Praktische maatregelen:

• Zet extra inlogbeveiliging aan. Gebruik altijd tweefactorauthenticatie in de vorm van de DigiD-app of sms-controle bij het inloggen.
• Gebruik een sterk en uniek wachtwoord. Creëer een sterk wachtwoord, hergebruik het niet en bewaar het veilig in een wachtwoordmanager zoals NordPass.
• Controleer je accountactiviteit via MijnOverheid. In de Berichtenbox van MijnOverheid kun je onder de sectie Geschiedenis zien wanneer je je instellingen hebt aangepast en wanneer je hebt ingelogd op MijnOverheid. Dit geeft inzicht in je accountactiviteit.
• Klik niet op links in e-mails of sms’jes afkomstig van ‘DigiD’. Phishingberichten spelen vaak in op urgentie en actuele ontwikkelingen. Log altijd zelf in via de officiële website.
• Wees voorzichtig met openbare wifi. Gebruik bij voorkeur een beveiligde verbinding, bijvoorbeeld via een VPN zoals NordVPN. Een VPN beveiligt niet alleen je verbinding, maar kan je ook een Nederlands IP-adres geven, waardoor je overheidsdiensten vanuit het buitenland stabiel en veilig kunt gebruiken. (Leestip: Voordelen van een VPN).
• Beperk je digitale voetafdruk online, bijvoorbeeld door het verwijderen van oude gegevens via een dienst zoals Incogni, waarmee je jezelf van het internet kunt verwijderen.

Deze maatregelen helpen vooral om je persoonlijke accounts te beschermen tegen misbruik. Ze verminderen het risico op phishing en datadiefstal, maar staan los van de bredere vraag hoe digitale infrastructuur van overheidsdiensten wordt beheerd.

Zijn er alternatieven voor DigiD?

Nee, er is momenteel geen alternatief voor DigiD om in te loggen bij Nederlandse overheidsdiensten.

DigiD is het officiële inlogsysteem van de overheid en wordt gebruikt voor vrijwel alle digitale diensten, zoals belastingzaken, zorgportalen, gemeenten en andere publieke instellingen.

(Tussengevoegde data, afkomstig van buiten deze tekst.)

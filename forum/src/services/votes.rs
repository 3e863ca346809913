//! Vote ledger over the up/down voter sets embedded in threads and replies.
//!
//! One vote per user per entity. Repeating a vote retracts it, voting the
//! other way moves the voter across. The score is never cached.

use uuid::Uuid;

use crate::models::{VoteType, Votes};

/// What a single `apply` did to the sets
#[derive(Debug, Clone, Copy, PartialEq, Eq)]
pub enum VoteTransition {
    /// Voter had no vote; one was added
    Added,
    /// Voter repeated an existing vote; it was removed
    Retracted,
    /// Voter moved from one side to the other
    Switched,
}

impl Votes {
    /// Signed tally: up-voters minus down-voters
    pub fn score(&self) -> i64 {
        self.upvotes.len() as i64 - self.downvotes.len() as i64
    }

    /// Current vote of `voter`, if any
    pub fn vote_of(&self, voter: &Uuid) -> Option<VoteType> {
        if self.upvotes.contains(voter) {
            Some(VoteType::Up)
        } else if self.downvotes.contains(voter) {
            Some(VoteType::Down)
        } else {
            None
        }
    }

    /// Apply one vote from `voter`, keeping the two sets disjoint
    pub fn apply(&mut self, voter: Uuid, vote: VoteType) -> VoteTransition {
        let (same, opposite) = match vote {
            VoteType::Up => (&mut self.upvotes, &mut self.downvotes),
            VoteType::Down => (&mut self.downvotes, &mut self.upvotes),
        };

        if let Some(idx) = same.iter().position(|id| *id == voter) {
            same.remove(idx);
            return VoteTransition::Retracted;
        }

        same.push(voter);
        match opposite.iter().position(|id| *id == voter) {
            Some(idx) => {
                opposite.remove(idx);
                VoteTransition::Switched
            }
            None => VoteTransition::Added,
        }
    }
}
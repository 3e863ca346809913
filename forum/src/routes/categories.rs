use axum::{extract::State, routing::get, Json, Router};
use serde::Serialize;
use std::sync::Arc;

use crate::error::ForumResult;
use crate::models::Category;
use crate::state::AppState;

#[derive(Debug, Serialize)]
pub struct CategoriesResponse {
    pub categories: Vec<Category>,
}

pub fn routes() -> Router<Arc<AppState>> {
    Router::new().route("/forums/categories", get(list_categories))
}

async fn list_categories(State(state): State<Arc<AppState>>) -> ForumResult<Json<CategoriesResponse>> {
    let categories = state.forum().list_categories().await?;
    Ok(Json(CategoriesResponse { categories }))
}
use axum::body::Body;
use axum::http::{header, Method, Request, StatusCode};
use axum::Router;
use serde_json::{json, Value};
use std::sync::Arc;
use tower::ServiceExt;
use uuid::Uuid;

use forum::config::AppConfig;
use forum::models::Profile;
use forum::routes;
use forum::storage::MemoryStore;
use forum::AppState;

async fn app() -> (Router, MemoryStore) {
    let store = MemoryStore::new();
    let state = Arc::new(AppState::new(Arc::new(store.clone()), AppConfig::default()));
    state.forum().seed_categories().await.unwrap();
    (routes::router(state), store)
}

async fn send(app: &Router, method: Method, uri: &str, body: Option<Value>) -> (StatusCode, Value) {
    let mut builder = Request::builder().method(method).uri(uri);
    let body = match body {
        Some(value) => {
            builder = builder.header(header::CONTENT_TYPE, "application/json");
            Body::from(value.to_string())
        }
        None => Body::empty(),
    };

    let response = app
        .clone()
        .oneshot(builder.body(body).unwrap())
        .await
        .unwrap();
    let status = response.status();
    let bytes = axum::body::to_bytes(response.into_body(), usize::MAX)
        .await
        .unwrap();
    let value = if bytes.is_empty() {
        Value::Null
    } else {
        serde_json::from_slice(&bytes).unwrap()
    };
    (status, value)
}

#[tokio::test]
async fn test_health_reports_ok() {
    let (app, _) = app().await;
    let (status, body) = send(&app, Method::GET, "/health", None).await;
    assert_eq!(status, StatusCode::OK);
    assert_eq!(body["status"], "ok");
    assert_eq!(body["database_connection"], true);
}

#[tokio::test]
async fn test_categories_are_seeded_and_sorted() {
    let (app, _) = app().await;
    let (status, body) = send(&app, Method::GET, "/api/forums/categories", None).await;
    assert_eq!(status, StatusCode::OK);

    let names: Vec<&str> = body["categories"]
        .as_array()
        .unwrap()
        .iter()
        .map(|c| c["name"].as_str().unwrap())
        .collect();
    assert_eq!(names.len(), 8);
    let mut sorted = names.clone();
    sorted.sort();
    assert_eq!(names, sorted);
}

#[tokio::test]
async fn test_reply_errors_map_to_status_codes() {
    let (app, _) = app().await;

    let (status, body) = send(
        &app,
        Method::POST,
        "/api/forums/replies",
        Some(json!({ "threadId": Uuid::new_v4() })),
    )
    .await;
    assert_eq!(status, StatusCode::BAD_REQUEST);
    assert_eq!(body["error"]["code"], 400);

    let (status, _) = send(
        &app,
        Method::POST,
        "/api/forums/replies",
        Some(json!({
            "threadId": Uuid::new_v4(),
            "authorUserId": Uuid::new_v4(),
            "authorRole": "researcher",
            "body": "hello"
        })),
    )
    .await;
    assert_eq!(status, StatusCode::NOT_FOUND);

    // Not JSON at all
    let response = app
        .clone()
        .oneshot(
            Request::builder()
                .method(Method::POST)
                .uri("/api/forums/replies")
                .body(Body::from("threadId=1"))
                .unwrap(),
        )
        .await
        .unwrap();
    assert_eq!(response.status(), StatusCode::BAD_REQUEST);
}

#[tokio::test]
async fn test_thread_reply_vote_round_trip() {
    let (app, store) = app().await;
    let researcher = Uuid::new_v4();
    store
        .put_profile(Profile::researcher(researcher, Some(vec!["neurology".into()]), None))
        .await;

    let (_, categories) = send(&app, Method::GET, "/api/forums/categories", None).await;
    let category_id = categories["categories"][0]["id"].as_str().unwrap().to_string();

    let (status, created) = send(
        &app,
        Method::POST,
        "/api/forums/threads",
        Some(json!({
            "categoryId": category_id,
            "authorUserId": Uuid::new_v4(),
            "authorRole": "patient",
            "title": "Migraine after trial drug",
            "body": "Is this expected?"
        })),
    )
    .await;
    assert_eq!(status, StatusCode::OK);
    assert_eq!(created["ok"], true);
    assert_eq!(created["thread"]["replyCount"], 0);
    let thread_id = created["thread"]["id"].as_str().unwrap().to_string();

    let (status, reply) = send(
        &app,
        Method::POST,
        "/api/forums/replies",
        Some(json!({
            "threadId": thread_id,
            "authorUserId": researcher,
            "authorRole": "researcher",
            "body": "It is a known side effect."
        })),
    )
    .await;
    assert_eq!(status, StatusCode::OK);
    assert_eq!(reply["reply"]["specialties"], json!(["neurology"]));
    assert_eq!(reply["reply"]["voteScore"], 0);
    assert_eq!(reply["reply"]["children"], json!([]));
    let reply_id = reply["reply"]["id"].as_str().unwrap().to_string();

    let (status, body) = send(
        &app,
        Method::POST,
        "/api/forums/replies",
        Some(json!({
            "threadId": thread_id,
            "authorUserId": Uuid::new_v4(),
            "authorRole": "patient",
            "body": "Same here"
        })),
    )
    .await;
    assert_eq!(status, StatusCode::FORBIDDEN);
    assert_eq!(body["error"]["code"], 403);

    let voter = Uuid::new_v4();
    let vote_uri = format!("/api/forums/replies/{}/vote", reply_id);
    let (status, voted) = send(
        &app,
        Method::POST,
        &vote_uri,
        Some(json!({ "userId": voter, "voteType": "upvote" })),
    )
    .await;
    assert_eq!(status, StatusCode::OK);
    assert_eq!(voted, json!({ "ok": true, "voteScore": 1 }));

    let (status, _) = send(
        &app,
        Method::POST,
        &vote_uri,
        Some(json!({ "userId": voter, "voteType": "meh" })),
    )
    .await;
    assert_eq!(status, StatusCode::BAD_REQUEST);

    let (status, detail) = send(
        &app,
        Method::GET,
        &format!("/api/forums/threads/{}", thread_id),
        None,
    )
    .await;
    assert_eq!(status, StatusCode::OK);
    assert_eq!(detail["thread"]["voteScore"], 0);
    assert_eq!(detail["replies"][0]["id"], reply_id.as_str());
    assert_eq!(detail["replies"][0]["parentReplyId"], Value::Null);
    assert_eq!(detail["replies"][0]["voteScore"], 1);
    assert_eq!(detail["replies"][0]["upvotes"], json!([voter]));

    let (status, listing) = send(
        &app,
        Method::GET,
        &format!("/api/forums/threads?categoryId={}", category_id),
        None,
    )
    .await;
    assert_eq!(status, StatusCode::OK);
    assert_eq!(listing["threads"][0]["replyCount"], 1);
}
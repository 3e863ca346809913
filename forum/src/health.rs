use axum::{extract::State, http::StatusCode, response::IntoResponse, Json};
use serde::{Deserialize, Serialize};
use std::sync::Arc;

use crate::state::AppState;

#[derive(Debug, Serialize, Deserialize)]
pub struct HealthResponse {
    /// Overall status of the service: "ok" or "degraded"
    pub status: String,

    /// Storage connection status
    pub database_connection: bool,

    /// API version
    pub version: String,
}

/// Check the health of the API and its storage
pub async fn check_health(State(state): State<Arc<AppState>>) -> impl IntoResponse {
    let database_connection = match state.store.ping().await {
        Ok(()) => true,
        Err(e) => {
            tracing::warn!("Health check failed to reach storage: {}", e);
            false
        }
    };

    let health = HealthResponse {
        status: if database_connection { "ok" } else { "degraded" }.to_string(),
        database_connection,
        version: env!("CARGO_PKG_VERSION").to_string(),
    };

    let status = if database_connection {
        StatusCode::OK
    } else {
        StatusCode::SERVICE_UNAVAILABLE
    };
    (status, Json(health))
}
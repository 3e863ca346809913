use axum::{
    http::StatusCode,
    response::{IntoResponse, Response},
    Json,
};
use serde_json::json;
use thiserror::Error;
use validator::ValidationErrors;

use crate::storage::StoreError;

pub type ForumResult<T> = Result<T, ForumError>;

/// Failure categories surfaced to callers of the forum engine
#[derive(Debug, Error)]
pub enum ForumError {
    /// Missing or malformed input; raised before any storage access
    #[error("Invalid argument: {0}")]
    InvalidArgument(String),

    #[error("Not found: {0}")]
    NotFound(String),

    /// Rejected by the reply permission gate
    #[error("Forbidden: {0}")]
    Forbidden(String),

    /// Storage failure, passed through unchanged
    #[error("Storage error: {0}")]
    Storage(#[from] StoreError),
}

impl ForumError {
    pub fn invalid(msg: impl Into<String>) -> Self {
        ForumError::InvalidArgument(msg.into())
    }

    pub fn not_found(msg: impl Into<String>) -> Self {
        ForumError::NotFound(msg.into())
    }

    pub fn status_code(&self) -> StatusCode {
        match self {
            ForumError::InvalidArgument(_) => StatusCode::BAD_REQUEST,
            ForumError::NotFound(_) => StatusCode::NOT_FOUND,
            ForumError::Forbidden(_) => StatusCode::FORBIDDEN,
            ForumError::Storage(_) => StatusCode::INTERNAL_SERVER_ERROR,
        }
    }
}

impl From<ValidationErrors> for ForumError {
    fn from(err: ValidationErrors) -> Self {
        ForumError::InvalidArgument(err.to_string())
    }
}

/// Convert ForumError to HTTP response
impl IntoResponse for ForumError {
    fn into_response(self) -> Response {
        let status = self.status_code();

        // Storage details stay in the logs
        let message = match &self {
            ForumError::Storage(e) => {
                tracing::error!("Storage failure: {}", e);
                "Internal storage error".to_string()
            }
            other => other.to_string(),
        };

        let body = Json(json!({
            "error": {
                "message": message,
                "code": status.as_u16()
            }
        }));

        (status, body).into_response()
    }
}
use std::collections::{HashMap, HashSet};
use uuid::Uuid;

use crate::models::{Profile, Reply, Role};
use crate::storage::{ProfileStore, StoreResult};

/// Specialties per reply id
pub type SpecialtyMap = HashMap<Uuid, Vec<String>>;

/// Specialty tags shown next to a researcher's reply.
///
/// Declared specialties win, even when empty; otherwise research interests;
/// otherwise nothing.
pub fn select_specialties(profile: Option<&Profile>) -> Vec<String> {
    profile
        .and_then(|p| p.researcher.as_ref())
        .and_then(|r| r.specialties.as_ref().or(r.interests.as_ref()))
        .cloned()
        .unwrap_or_default()
}

/// Distinct researcher authors, in first-seen order
pub fn researcher_authors(replies: &[Reply]) -> Vec<Uuid> {
    let mut seen = HashSet::new();
    replies
        .iter()
        .filter(|r| r.author_role == Role::Researcher)
        .map(|r| r.author_user_id)
        .filter(|id| seen.insert(*id))
        .collect()
}

/// Pure half of the annotator: match already-fetched profiles to replies
pub fn annotate_with_profiles(replies: &[Reply], profiles: &[Profile]) -> SpecialtyMap {
    let by_user: HashMap<Uuid, &Profile> = profiles.iter().map(|p| (p.user_id, p)).collect();

    replies
        .iter()
        .map(|reply| {
            let specialties = match reply.author_role {
                Role::Researcher => select_specialties(by_user.get(&reply.author_user_id).copied()),
                Role::Patient => Vec::new(),
            };
            (reply.id, specialties)
        })
        .collect()
}

/// Fetch researcher profiles in one query and build the specialty map.
/// Never writes to the profile store.
pub async fn annotate<P>(profiles: &P, replies: &[Reply]) -> StoreResult<SpecialtyMap>
where
    P: ProfileStore + ?Sized,
{
    let researchers = researcher_authors(replies);
    let fetched = if researchers.is_empty() {
        Vec::new()
    } else {
        profiles.find_profiles(&researchers).await?
    };

    tracing::debug!(
        replies = replies.len(),
        researchers = researchers.len(),
        profiles = fetched.len(),
        "annotated reply specialties"
    );

    Ok(annotate_with_profiles(replies, &fetched))
}

#[cfg(test)]
mod tests {
    use super::*;
    use crate::models::ResearcherProfile;

    fn tags(items: &[&str]) -> Option<Vec<String>> {
        Some(items.iter().map(|s| s.to_string()).collect())
    }

    #[test]
    fn test_specialties_fall_back_to_interests() {
        let user = Uuid::new_v4();
        let with_both = Profile::researcher(user, tags(&["oncology"]), tags(&["genomics"]));
        let interests_only = Profile::researcher(user, None, tags(&["genomics"]));
        let empty_specialties = Profile::researcher(user, tags(&[]), tags(&["genomics"]));
        let bare = Profile {
            user_id: user,
            researcher: Some(ResearcherProfile::default()),
        };

        assert_eq!(select_specialties(Some(&with_both)), vec!["oncology"]);
        assert_eq!(select_specialties(Some(&interests_only)), vec!["genomics"]);
        assert!(select_specialties(Some(&empty_specialties)).is_empty());
        assert!(select_specialties(Some(&bare)).is_empty());
        assert!(select_specialties(None).is_empty());
    }

    #[test]
    fn test_only_researcher_replies_are_annotated() {
        let thread = Uuid::new_v4();
        let researcher = Uuid::new_v4();
        let patient = Uuid::new_v4();

        let replies = vec![
            Reply::new(thread, None, researcher, Role::Researcher, "a".into()),
            Reply::new(thread, None, patient, Role::Patient, "b".into()),
            Reply::new(thread, None, Uuid::new_v4(), Role::Researcher, "c".into()),
        ];
        // A patient with researcher data on file still gets nothing
        let profiles = vec![
            Profile::researcher(researcher, tags(&["cardiology"]), None),
            Profile::researcher(patient, tags(&["should-not-show"]), None),
        ];

        let map = annotate_with_profiles(&replies, &profiles);
        assert_eq!(map[&replies[0].id], vec!["cardiology"]);
        assert!(map[&replies[1].id].is_empty());
        assert!(map[&replies[2].id].is_empty());
    }

    #[test]
    fn test_researcher_authors_are_distinct() {
        let thread = Uuid::new_v4();
        let a = Uuid::new_v4();
        let b = Uuid::new_v4();
        let replies = vec![
            Reply::new(thread, None, a, Role::Researcher, "1".into()),
            Reply::new(thread, None, b, Role::Researcher, "2".into()),
            Reply::new(thread, None, a, Role::Researcher, "3".into()),
            Reply::new(thread, None, Uuid::new_v4(), Role::Patient, "4".into()),
        ];
        assert_eq!(researcher_authors(&replies), vec![a, b]);
    }
}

Zonder DigiD kun je deze diensten in de regel niet online gebruiken.

Wat is er dan wél? iDIN

Een alternatief dat vaak wordt genoemd is iDIN, een inlogmiddel van Nederlandse banken. Dit werkt echter anders:

• iDIN wordt gebruikt om je te identificeren bij commerciële organisaties
• Het is bedoeld voor gebruik in de private sector en kan niet worden gebruikt voor toegang tot overheidsdiensten zoals de Belastingdienst of toeslagen

iDIN is daarmee een handige oplossing in de private sector, maar geen vervanging van DigiD.

Kan je ook zonder DigiD met de overheid communiceren?

In theorie wel. Overheidsdiensten horen ook bereikbaar te zijn via:

• telefonische dienstverlening
• fysieke loketten (bijvoorbeeld gemeentehuizen)
• schriftelijke communicatie (brieven)

In de praktijk is dat echter beperkt. Steeds meer diensten zijn digital-first, wat betekent dat belangrijke handelingen vaak alleen of vooral via DigiD online kunnen worden geregeld. Alternatieve manieren om contact op te nemen zijn daardoor in de praktijk niet altijd even snel of volledig beschikbaar, terwijl je zelf wel aan verplichtingen van de overheid moet blijven voldoen (zoals het doen van belastingaangifte of het doorgeven van wijzigingen aan instanties).